Da sind sie wieder: die kleinen Tierchen. Meist bemerkt man sie erst, wenn es juckt und brennt, unter den Achseln oder an anderen warmen Körperstellen. Zunächst meint man, man sei gestochen worden, doch wenn man automatisch daran kratzt, fühlt es sich völlig anders an. Dann wird es gefährlich. Reste, die im Körper zurückbleiben, können zu gefährlichen Entzündungen oder Krankheiten führen.
In der Regel fängt man sich das Problem bei einem Spaziergang in der Natur ein. Doch wo ist es am gefährlichsten? Wo sind die Brennpunkte im Schwarzwald-Baar-Kreis? „Meine Erfahrung zeigt, überall im Freien können sich Zecken aufhalten. Das kann im Garten sein, in der Wiese und genauso gut im Wald“, sagt Stefany Lambotte, Diplom-Biologin beim Umweltbüro Donaueschingen.
Es gebe auch sogenannte Zecken-Hotspots, also Plätze, an denen es besonders viele gebe. „Sie hängen an den Gräsern, an den Büschen, Zweigen, im Unterholz und warten auf jemanden, der vorbeikommt und hängen sich beispielsweise an die Hose. Sie suchen dann eine warme Stelle am Körper, die ihnen passt, und beißen sich dort fest. Das kann eine ganze Weile dauern, auch mehr als zehn Minuten.“
Dass die Zecken von den Bäumen fallen, sei ein Aberglaube. Sie klettern meist von unten hoch oder können abgestreift werden. Zecken sind gefährlich, weil sie FSME (Hirnhautentzündung) oder Borreliose übertragen können. Deshalb sollte sich jeder, der regelmäßig draußen ist, impfen lassen.
Was sollte man tun, wenn man eine feststeckende Zecke im Körper entdeckt? „Eine festgesaugte Zecke sollte man so schnell wie möglich entfernen, um das Infektionsrisiko zu minimieren“, rät Lisa Prauße von der Rathaus-Apotheke in Donaueschingen. Hierfür gibt es Zeckenzangen, spezielle Pinzetten oder auch Karten, die man unter das Tier schieben und es so herausziehen kann.
Dabei sollte man darauf achten, den Körper einer vollgesaugten Zecke nicht zu quetschen, da man sich sonst infizieren könnte. Danach sollte die Wunde mit einem Wunddesinfektionsmittel behandelt werden. Wenn man kein Instrument zur Hand hat, sollte man trotzdem versuchen, die Zecke zu entfernen. Stefany Lambotte hat auch schon einmal ihre Fingernägel zu Hilfe genommen.

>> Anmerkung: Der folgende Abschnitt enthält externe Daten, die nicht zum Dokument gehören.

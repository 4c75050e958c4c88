pub mod catalog;
pub mod errors;
pub mod fulfillment;
pub mod kitchen;
pub mod order;
pub mod ports;
pub mod table;
pub mod transaction;
use thiserror::Error;

use crate::domain::errors::DomainError;

#[derive(Debug, Error)]
pub enum AppError {
    #[error("Configuration error: {0}")]
    Config(String),

    #[error(transparent)]
    Domain(#[from] DomainError),
}

impl AppError {
    /// Whether the operator can fix this by retrying with different input.
    pub fn is_recoverable(&self) -> bool {
        matches!(self, AppError::Domain(_))
    }
}
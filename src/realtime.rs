//! Row-level change feed. A trigger on `notes` publishes `{op, id}` on the
//! `notes_changes` channel; we resolve each payload into a typed
//! [`ChangeEvent`] and hand it to the store over an mpsc channel.

use super::{
    config::{CHANGES_CHANNEL, RECONNECT_INTERVAL},
    db_ops::NoteBackend,
    models::ChangeEvent,
    store::NoteStore,
};
use anyhow::Result;
use serde::Deserialize;
use sqlx::postgres::{PgListener, PgPool};
use std::sync::Arc;
use tokio::{
    sync::mpsc,
    time::{self, MissedTickBehavior},
};
use uuid::Uuid;

#[derive(Debug, Deserialize, PartialEq)]
#[serde(rename_all = "UPPERCASE")]
pub enum Op {
    Insert,
    Update,
    Delete,
}

#[derive(Debug, Deserialize, PartialEq)]
pub struct Payload {
    pub op: Op,
    pub id: Uuid,
}

pub fn parse_payload(raw: &str) -> Result<Payload> {
    Ok(serde_json::from_str(raw)?)
}

/// Turn a notification into an event. Inserts and updates carry the full
/// row, so we fetch it; if it has vanished in the meantime there's nothing to
/// apply and we return `None`.
pub async fn resolve(
    backend: &dyn NoteBackend,
    payload: Payload,
) -> Result<Option<ChangeEvent>> {
    Ok(match payload.op {
        Op::Delete => Some(ChangeEvent::Delete(payload.id)),
        Op::Insert => backend.get(payload.id).await?.map(ChangeEvent::Insert),
        Op::Update => backend.get(payload.id).await?.map(ChangeEvent::Update),
    })
}

/// Keep the store in sync for the life of the process. Each round connects
/// the listener, reloads the note set (after subscribing, so nothing in
/// between is missed) and forwards changes until the connection drops. A
/// database that is down at boot or goes away later is picked up again on a
/// later round.
pub async fn supervise(
    db: PgPool,
    backend: Arc<dyn NoteBackend>,
    store: NoteStore,
    tx: mpsc::Sender<ChangeEvent>,
) {
    let mut ticker = time::interval(RECONNECT_INTERVAL);
    ticker.set_missed_tick_behavior(MissedTickBehavior::Delay);
    loop {
        ticker.tick().await;
        let listener = match connect(&db).await {
            Ok(listener) => Some(listener),
            Err(e) => {
                tracing::warn!(error = ?e, "could not connect change listener");
                None
            }
        };
        store.load().await;
        let Some(listener) = listener else {
            continue;
        };
        match forward(listener, backend.as_ref(), &tx).await {
            Ok(()) => return,
            Err(e) => tracing::warn!(error = ?e, "change listener dropped"),
        }
    }
}

async fn connect(db: &PgPool) -> Result<PgListener> {
    let mut listener = PgListener::connect_with(db).await?;
    listener.listen(CHANGES_CHANNEL).await?;
    tracing::info!(channel = CHANGES_CHANNEL, "listening for note changes");
    Ok(listener)
}

/// Forward changes until the connection drops (an error) or the store stops
/// listening (`Ok`).
async fn forward(
    mut listener: PgListener,
    backend: &dyn NoteBackend,
    tx: &mpsc::Sender<ChangeEvent>,
) -> Result<()> {
    loop {
        let notification = listener.recv().await?;
        let payload = match parse_payload(notification.payload()) {
            Ok(p) => p,
            Err(e) => {
                tracing::warn!(
                    error = ?e,
                    payload = notification.payload(),
                    "skipping unreadable change notification"
                );
                continue;
            }
        };
        let id = payload.id;
        match resolve(backend, payload).await {
            Ok(Some(event)) => {
                if tx.send(event).await.is_err() {
                    tracing::info!("store stopped listening; closing listener");
                    return Ok(());
                }
            }
            Ok(None) => tracing::debug!(%id, "changed row already gone"),
            Err(e) => tracing::warn!(error = ?e, %id, "could not fetch changed row"),
        }
    }
}
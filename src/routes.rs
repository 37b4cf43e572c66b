use super::{controllers, middleware, models, relay};
use axum::{
    middleware::from_fn,
    routing::{any, delete, get, post, Router},
};

#[rustfmt::skip]
pub fn get_routes() -> Router<models::AppState> {
    let screens = Router::new()
        .route("/", get(controllers::root))
        .route("/notes", get(controllers::list_notes))
        .route("/note", post(controllers::create_note))
        .route("/note/new", get(controllers::new_note_form))
        .route("/note/:id", get(controllers::edit_note_form))
        .route("/note/:id", post(controllers::save_note))
        .route("/note/:id", delete(controllers::delete_note))
        .route("/note/:id/view", get(controllers::view_note))
        .route("/note/:id/toggle", post(controllers::toggle_note))
        .route("/tags", get(controllers::list_tags))
        .route("/tag", get(controllers::tagged_notes))
        .route("/tasks", get(controllers::tasks))
        .route_layer(from_fn(middleware::html_headers));

    Router::new()
        .merge(screens)
        .route("/api/send-notification", any(relay::send_notification))
        .route("/health", get(controllers::health))
}
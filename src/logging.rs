//! `RUST_LOG` takes precedence over the built-in default filter.

use tracing_subscriber::{fmt, prelude::*, EnvFilter};

const DEFAULT_FILTER: &str = "notes=info,tower_http=info";

/// Install the global subscriber. Safe to call more than once; later calls
/// are ignored.
pub fn init() {
    let env_filter = EnvFilter::try_from_default_env()
        .unwrap_or_else(|_| EnvFilter::new(DEFAULT_FILTER));

    let subscriber = tracing_subscriber::registry()
        .with(env_filter)
        .with(fmt::layer().with_target(true));

    let _ = subscriber.try_init();
}

#[cfg(test)]
pub fn init_test_logging() {
    let _ = tracing_subscriber::fmt()
        .with_env_filter("warn")
        .with_test_writer()
        .try_init();
}

#[cfg(test)]
mod tests {
    use super::*;

    #[test]
    fn test_init_is_idempotent() {
        init();
        init();
        init_test_logging();
    }
}
use super::{relay::PushProvider, store::NoteStore};
use chrono::{DateTime, Utc};
use serde::{Deserialize, Serialize};
use sqlx::FromRow;
use std::sync::Arc;
use uuid::Uuid;

/// A single note, as stored in the `notes` table. The database assigns the
/// id; it never changes afterwards.
#[derive(Clone, Debug, PartialEq, Serialize, Deserialize, FromRow)]
pub struct Note {
    pub id: Uuid,
    pub title: String,
    pub content: String,
    pub tags: Vec<String>,
    pub completed: bool,
    pub created_at: DateTime<Utc>,
    pub updated_at: DateTime<Utc>,
}

impl Note {
    /// Title for display; untitled notes still need something to click on.
    pub fn display_title(&self) -> &str {
        if self.title.trim().is_empty() {
            "Başlıksız Not"
        } else {
            &self.title
        }
    }

    /// Overwrite the user-editable fields from a draft, keeping identity and
    /// creation time.
    pub fn patch(&mut self, draft: &NoteDraft, updated_at: DateTime<Utc>) {
        self.title = draft.title.clone();
        self.content = draft.content.clone();
        self.tags = draft.tags.clone();
        self.completed = draft.completed;
        self.updated_at = updated_at;
    }
}

/// The user-editable half of a note. This is what the editor submits and
/// what the store writes on create and update.
#[derive(Clone, Debug, Default, PartialEq, Serialize, Deserialize)]
pub struct NoteDraft {
    pub title: String,
    pub content: String,
    pub tags: Vec<String>,
    pub completed: bool,
}

impl NoteDraft {
    #[cfg(test)]
    pub fn new(title: &str, content: &str, tags: &[&str]) -> Self {
        Self {
            title: title.to_string(),
            content: content.to_string(),
            tags: normalize_tags(tags.iter().copied()),
            completed: false,
        }
    }

    /// A draft is empty when there is neither a title nor any content once
    /// whitespace is ignored. Tags alone don't make a note.
    pub fn is_empty(&self) -> bool {
        self.title.trim().is_empty() && self.content.trim().is_empty()
    }
}

/// Trim tags, drop blanks and drop repeats, keeping first-seen order.
pub fn normalize_tags<'a>(raw: impl IntoIterator<Item = &'a str>) -> Vec<String> {
    let mut tags: Vec<String> = Vec::new();
    for tag in raw {
        let tag = tag.trim();
        if !tag.is_empty() && !tags.iter().any(|t| t == tag) {
            tags.push(tag.to_string());
        }
    }
    tags
}

/// Derived from the note set; never stored.
#[derive(Clone, Debug, PartialEq, Eq, Serialize)]
pub struct Tag {
    pub name: String,
    pub count: usize,
}

#[derive(Copy, Clone, Debug, Default, PartialEq, Eq, Serialize)]
pub enum ConnectionState {
    #[default]
    Online,
    Offline,
}

impl ConnectionState {
    pub fn is_online(&self) -> bool {
        matches!(self, ConnectionState::Online)
    }
}

/// A row-level change, either observed on the real-time channel or produced
/// by one of our own successful writes.
#[derive(Clone, Debug, PartialEq)]
pub enum ChangeEvent {
    Insert(Note),
    Update(Note),
    Delete(Uuid),
}

impl ChangeEvent {
    pub fn note_id(&self) -> Uuid {
        match self {
            ChangeEvent::Insert(note) | ChangeEvent::Update(note) => note.id,
            ChangeEvent::Delete(id) => *id,
        }
    }
}

#[derive(Clone)]
pub struct AppState {
    pub store: NoteStore,
    pub provider: Arc<dyn PushProvider>,
}

impl std::fmt::Debug for AppState {
    fn fmt(&self, f: &mut std::fmt::Formatter<'_>) -> std::fmt::Result {
        f.debug_struct("AppState").finish_non_exhaustive()
    }
}

#[cfg(test)]
mod tests {
    use super::*;

    fn note(title: &str) -> Note {
        let now = Utc::now();
        Note {
            id: Uuid::new_v4(),
            title: title.to_string(),
            content: String::new(),
            tags: vec![],
            completed: false,
            created_at: now,
            updated_at: now,
        }
    }

    #[test]
    fn test_normalize_tags() {
        let tags = normalize_tags([" work ", "", "home", "work", "  "]);
        assert_eq!(tags, vec!["work".to_string(), "home".to_string()]);
    }

    #[test]
    fn test_draft_is_empty() {
        assert!(NoteDraft::new("  ", "\n", &["tag"]).is_empty());
        assert!(!NoteDraft::new("", "body", &[]).is_empty());
        assert!(!NoteDraft::new("title", "", &[]).is_empty());
    }

    #[test]
    fn test_display_title_falls_back() {
        assert_eq!(note("").display_title(), "Başlıksız Not");
        assert_eq!(note("Groceries").display_title(), "Groceries");
    }

    #[test]
    fn test_patch_keeps_identity() {
        let mut n = note("old");
        let id = n.id;
        let created = n.created_at;
        let later = created + chrono::Duration::seconds(5);
        n.patch(&NoteDraft::new("new", "body", &["a"]), later);
        assert_eq!(n.id, id);
        assert_eq!(n.created_at, created);
        assert_eq!(n.title, "new");
        assert_eq!(n.tags, vec!["a".to_string()]);
        assert_eq!(n.updated_at, later);
    }
}
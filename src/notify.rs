//! Client side of the push relay: the store calls this after a note is
//! created or edited, and we post the request to the relay endpoint.

use super::config::HTTP_TIMEOUT;
use anyhow::{bail, Result};
use async_trait::async_trait;
use serde::Serialize;
use std::sync::Arc;

pub const CREATED_HEADING: &str = "🐼 Yeni Not Eklendi!";
pub const CREATED_FALLBACK: &str = "Yeni Not";
pub const UPDATED_HEADING: &str = "✏️ Not Güncellendi!";
pub const UPDATED_FALLBACK: &str = "Bir Not";

#[async_trait]
pub trait Notifier: Send + Sync {
    async fn send(&self, title: &str, message: &str) -> Result<()>;
}

/// Fire and forget. The store doesn't wait on notifications and nothing
/// retries them.
pub fn dispatch(notifier: &Arc<dyn Notifier>, title: &str, message: &str) {
    let notifier = Arc::clone(notifier);
    let title = title.to_string();
    let message = message.to_string();
    tokio::spawn(async move {
        if let Err(e) = notifier.send(&title, &message).await {
            tracing::warn!(error = ?e, %title, "push notification not sent");
        }
    });
}

/// Use the note title as the notification body, unless there isn't one.
pub fn message_for<'a>(note_title: &'a str, fallback: &'a str) -> &'a str {
    if note_title.is_empty() {
        fallback
    } else {
        note_title
    }
}

#[derive(Serialize)]
struct RelayBody<'a> {
    title: &'a str,
    message: &'a str,
}

pub struct RelayNotifier {
    client: reqwest::Client,
    url: String,
}

impl RelayNotifier {
    pub fn new(url: impl Into<String>) -> Result<Self> {
        let client = reqwest::Client::builder().timeout(HTTP_TIMEOUT).build()?;
        Ok(Self {
            client,
            url: url.into(),
        })
    }
}

#[async_trait]
impl Notifier for RelayNotifier {
    async fn send(&self, title: &str, message: &str) -> Result<()> {
        let res = self
            .client
            .post(&self.url)
            .json(&RelayBody { title, message })
            .send()
            .await?;
        let status = res.status();
        if !status.is_success() {
            let body = res.text().await.unwrap_or_default();
            bail!("relay answered {status}: {body}");
        }
        tracing::debug!(%title, "push notification relayed");

        Ok(())
    }
}

/// Used when no relay is configured.
pub struct Disabled;

#[async_trait]
impl Notifier for Disabled {
    async fn send(&self, title: &str, _message: &str) -> Result<()> {
        tracing::debug!(%title, "notifications disabled; dropping");
        Ok(())
    }
}
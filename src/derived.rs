//! Everything the screens show besides the raw note list is computed here,
//! from whatever note set is current. Nothing in this module is cached.

use super::models::{Note, Tag};
use std::collections::HashMap;

/// Count notes per tag. Most-used first; ties sorted by name so the page
/// doesn't shuffle between renders.
pub fn tags(notes: &[Note]) -> Vec<Tag> {
    let counts = notes.iter().flat_map(|n| n.tags.iter()).fold(
        HashMap::new(),
        |mut acc: HashMap<&str, usize>, tag| {
            *acc.entry(tag.as_str()).or_default() += 1;
            acc
        },
    );
    let mut tags: Vec<Tag> = counts
        .into_iter()
        .map(|(name, count)| Tag {
            name: name.to_string(),
            count,
        })
        .collect();
    tags.sort_by(|a, b| b.count.cmp(&a.count).then_with(|| a.name.cmp(&b.name)));

    tags
}

pub fn notes_by_tag<'a>(notes: &'a [Note], tag: &str) -> Vec<&'a Note> {
    notes.iter().filter(|n| n.tags.iter().any(|t| t == tag)).collect()
}

pub fn pending(notes: &[Note]) -> Vec<&Note> {
    notes.iter().filter(|n| !n.completed).collect()
}

pub fn completed(notes: &[Note]) -> Vec<&Note> {
    notes.iter().filter(|n| n.completed).collect()
}

/// Case-insensitive substring match over title and content. An empty query
/// matches everything; whitespace is matched as typed.
pub fn search<'a>(notes: &'a [Note], query: &str) -> Vec<&'a Note> {
    let needle = query.to_lowercase();
    if needle.is_empty() {
        return notes.iter().collect();
    }
    notes
        .iter()
        .filter(|n| {
            n.title.to_lowercase().contains(&needle)
                || n.content.to_lowercase().contains(&needle)
        })
        .collect()
}

/// Cut `content` to at most `max_chars` characters, marking the cut with an
/// ellipsis. Counts chars, not bytes; notes are frequently in Turkish.
pub fn preview(content: &str, max_chars: usize) -> String {
    match content.char_indices().nth(max_chars) {
        Some((idx, _)) => format!("{}...", &content[..idx]),
        None => content.to_string(),
    }
}
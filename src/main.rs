use anyhow::{Context, Result};
use dotenvy::dotenv;
use sqlx::postgres::{PgPool, PgPoolOptions};
use std::sync::Arc;
use tokio::sync::mpsc;
use tower_http::trace::TraceLayer;

mod components;
mod config;
mod controllers;
mod db_ops;
mod derived;
mod errors;
mod htmx;
mod logging;
mod middleware;
mod models;
mod notify;
mod realtime;
mod relay;
mod routes;
mod snapshot;
mod store;

/// Remote change events buffered between the listener and the store.
const CHANGE_BUFFER: usize = 256;

#[tokio::main]
async fn main() -> Result<()> {
    dotenv().ok();
    logging::init();

    let config = config::Config::from_env()?;
    let db = create_pg_pool(&config.database_url)?;
    // An unreachable database is not fatal: the store falls back to its
    // snapshot and the screens show it as offline.
    if let Err(e) = sqlx::migrate!("./migrations").run(&db).await {
        tracing::error!(error = ?e, "running migrations failed");
    }

    let backend: Arc<dyn db_ops::NoteBackend> =
        Arc::new(db_ops::PgBackend::new(db.clone()));
    let notifier: Arc<dyn notify::Notifier> = match &config.relay_url {
        Some(url) => Arc::new(notify::RelayNotifier::new(url.clone())?),
        None => Arc::new(notify::Disabled),
    };
    let snapshot = snapshot::Snapshot::new(&config.snapshot_path);
    tracing::info!(path = %snapshot.path().display(), "note snapshot");
    let store = store::NoteStore::new(backend.clone(), notifier, snapshot);

    // The supervisor does the first load once its listener is up, and
    // reloads whenever it reconnects.
    let (tx, rx) = mpsc::channel(CHANGE_BUFFER);
    tokio::spawn({
        let store = store.clone();
        async move { store.subscribe(rx).await }
    });
    tokio::spawn(realtime::supervise(db, backend, store.clone(), tx));

    if config.push.api_key.is_none() {
        tracing::warn!("ONESIGNAL_API_KEY not set; push relay will not forward");
    }
    let provider = Arc::new(relay::OneSignal::new(config.push.clone())?);
    let state = models::AppState { store, provider };
    let app = routes::get_routes()
        .layer(TraceLayer::new_for_http())
        .with_state(state);

    tracing::info!(addr = %config.listen_addr, "listening");
    axum::Server::bind(&config.listen_addr)
        .serve(app.into_make_service())
        .await?;

    Ok(())
}

/// Connections are opened on first use, so a database that is down at boot
/// doesn't keep the server from starting.
fn create_pg_pool(db_url: &str) -> Result<PgPool> {
    let pool = PgPoolOptions::new()
        .max_connections(config::MAX_DB_CONNECTIONS)
        .connect_lazy(db_url)
        .context("parsing database url")?;

    Ok(pool)
}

Sehr wichtig sei es, dass der Kopf mit draußen sei, sagt sie. „Wenn nicht, ist der ganze Speichel mit in der Wunde und dann wird es gefährlich. Am Tier sieht man, ob es vollständig ist.“ Wenn man es sich nicht zutraut, die Zecke zu entfernen, sollte man einen Arzt aufsuchen, so Lambotte. Nach dem Entfernen könne man die Zecke für circa 25 Euro ins Labor einschicken und auf Borrelien oder FSME untersuchen lassen, bietet Apothekerin Lisa Prauße an.
Falls man sich nach einem Zeckenstich unsicher ist: Auf welche Symptome sollte man achten und wann sollte man dringend zum Arzt? „Bei einer sich ausbreitenden Rötung, besonders mit zentraler Abblassung, empfiehlt es sich, zeitnah – am nächsten Werktag – einen Arzt aufzusuchen. Eine Untersuchung der Zecke bringt jedoch keinen Mehrwert“, sagt Robin Koch, Arzt in der allgemeinmedizinischen Versorgung.
Hintergrundinformation
Die Zecke:
Zecken gehören zu der Ordnung der Milben. Alle Arten sind blutsaugende Parasiten, die sich von Wirbeltieren, darunter auch Menschen, ernähren. Viele Zeckenarten sind bedeutende Krankheitsüberträger. Weltweit sind etwa 900 Arten bekannt. Mit speziellen Mundwerkzeugen schafft das Tier eine Wunde. Das angesammelte Blut wird anschließend aufgesaugt, dabei schwillt der Körper auf ein Vielfaches seines Gewichts an. Bei uns in der Region ist der Holzbock (Ixodes ricinus) verbreitet. Zunehmend gibt es aber auch invasive Arten wie die Hyalomna-Zecke, die ihre Beute aktiv angreift.